Le rôle du cadre est primordial pour un tableau. Il vise à sublimer l’œuvre qu’il encadre. Pour cela, il doit être présent, sans toutefois s’imposer. Tout se joue dans le juste équilibre entre proportions, matière, style et polychromie, de manière à ce qu’il devienne une fenêtre sur l’œuvre et guide en douceur le regard du spectateur du mur vers le monde imaginaire du tableau.

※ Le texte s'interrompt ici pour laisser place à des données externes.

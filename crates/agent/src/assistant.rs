use std::sync::Arc;

use async_trait::async_trait;
use tracing::{debug, warn};

use crate::llm::LlmClient;
use crate::service::{AgentError, AgentService, QueryFn};

const PREAMBLE: &str =
    "You are a personal assistant. Your job is to find the best answer to the questions asked.";
const SEPARATOR: &str = "###";

/// General-purpose question answering over a single completion backend.
pub struct AssistantAgent {
    llm: Arc<dyn LlmClient>,
    context: Option<Arc<dyn QueryFn>>,
}

impl AssistantAgent {
    pub fn new(llm: Arc<dyn LlmClient>, context: Option<Arc<dyn QueryFn>>) -> Self {
        Self { llm, context }
    }

    pub fn has_context(&self) -> bool {
        self.context.is_some()
    }

    async fn lookup_context(&self, query: &str) -> Option<String> {
        let source = self.context.as_ref()?;
        match source.query(query).await {
            Ok(context) => context.filter(|text| !text.trim().is_empty()),
            Err(error) => {
                // A failed lookup degrades to an answer without context.
                warn!(
                    event_name = "agent.context.failed",
                    error = %error,
                    "context lookup failed; answering without it"
                );
                None
            }
        }
    }
}

pub fn render_prompt(query: &str, context: Option<&str>) -> String {
    match context {
        Some(context) => {
            format!("{PREAMBLE}\n{SEPARATOR}\nContext:\n{}\n{SEPARATOR}\n{query}", context.trim())
        }
        None => format!("{PREAMBLE}\n{SEPARATOR}\n{query}"),
    }
}

#[async_trait]
impl AgentService for AssistantAgent {
    async fn answer(&self, query: &str) -> Result<String, AgentError> {
        let query = query.trim();
        if query.is_empty() {
            return Err(AgentError::EmptyQuery);
        }

        let context = self.lookup_context(query).await;
        let prompt = render_prompt(query, context.as_deref());
        debug!(
            event_name = "agent.answer.started",
            provider = self.llm.provider(),
            with_context = context.is_some(),
            prompt_chars = prompt.chars().count(),
        );

        Ok(self.llm.complete(&prompt).await?)
    }
}
pub mod ask;
pub mod config;
pub mod doctor;

use serde::Serialize;

/// Configuration could not be loaded or validated.
pub const EXIT_CONFIG: u8 = 2;
/// Configuration was fine but the operation itself failed.
pub const EXIT_RUNTIME: u8 = 1;

#[derive(Debug, Clone)]
pub struct CommandResult {
    pub exit_code: u8,
    pub output: String,
}

#[derive(Debug, Serialize)]
struct CommandOutcome {
    command: String,
    status: String,
    error_class: Option<String>,
    message: String,
}

impl CommandResult {
    pub fn success(command: &str, message: impl Into<String>) -> Self {
        let payload = CommandOutcome {
            command: command.to_string(),
            status: "ok".to_string(),
            error_class: None,
            message: message.into(),
        };
        Self { exit_code: 0, output: serialize_payload(payload) }
    }

    pub fn failure(
        command: &str,
        error_class: &str,
        message: impl Into<String>,
        exit_code: u8,
    ) -> Self {
        let payload = CommandOutcome {
            command: command.to_string(),
            status: "error".to_string(),
            error_class: Some(error_class.to_string()),
            message: message.into(),
        };
        Self { exit_code, output: serialize_payload(payload) }
    }
}

fn serialize_payload(payload: CommandOutcome) -> String {
    serde_json::to_string(&payload).unwrap_or_else(|error| {
        format!(
            "{{\"command\":\"unknown\",\"status\":\"error\",\"error_class\":\"serialization\",\"message\":\"{}\"}}",
            error.to_string().replace('\\', "\\\\").replace('"', "\\\"")
        )
    })
}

Nous vous proposons ici une série de trois articles pour découvrir comment s’est déterminé ce choix essentiel pour les tableaux de Ferdinand Hodler conservés dans les collections du Musée d’art et d’histoire.

Le choix de l’artiste

«L’échec de mon exposition de Berne est cependant dû au fait que les tableaux n’étaient pas encadrés… Le cadre est une sorte d’aboutissement. Certains (tableaux) auraient eu l’air plus aboutis. Imaginez seulement les tableaux de la galerie de Berne non encadrés. Imaginez combien un tableau pris isolément sans cadre semble inabouti, combien le tout en pâtit»1.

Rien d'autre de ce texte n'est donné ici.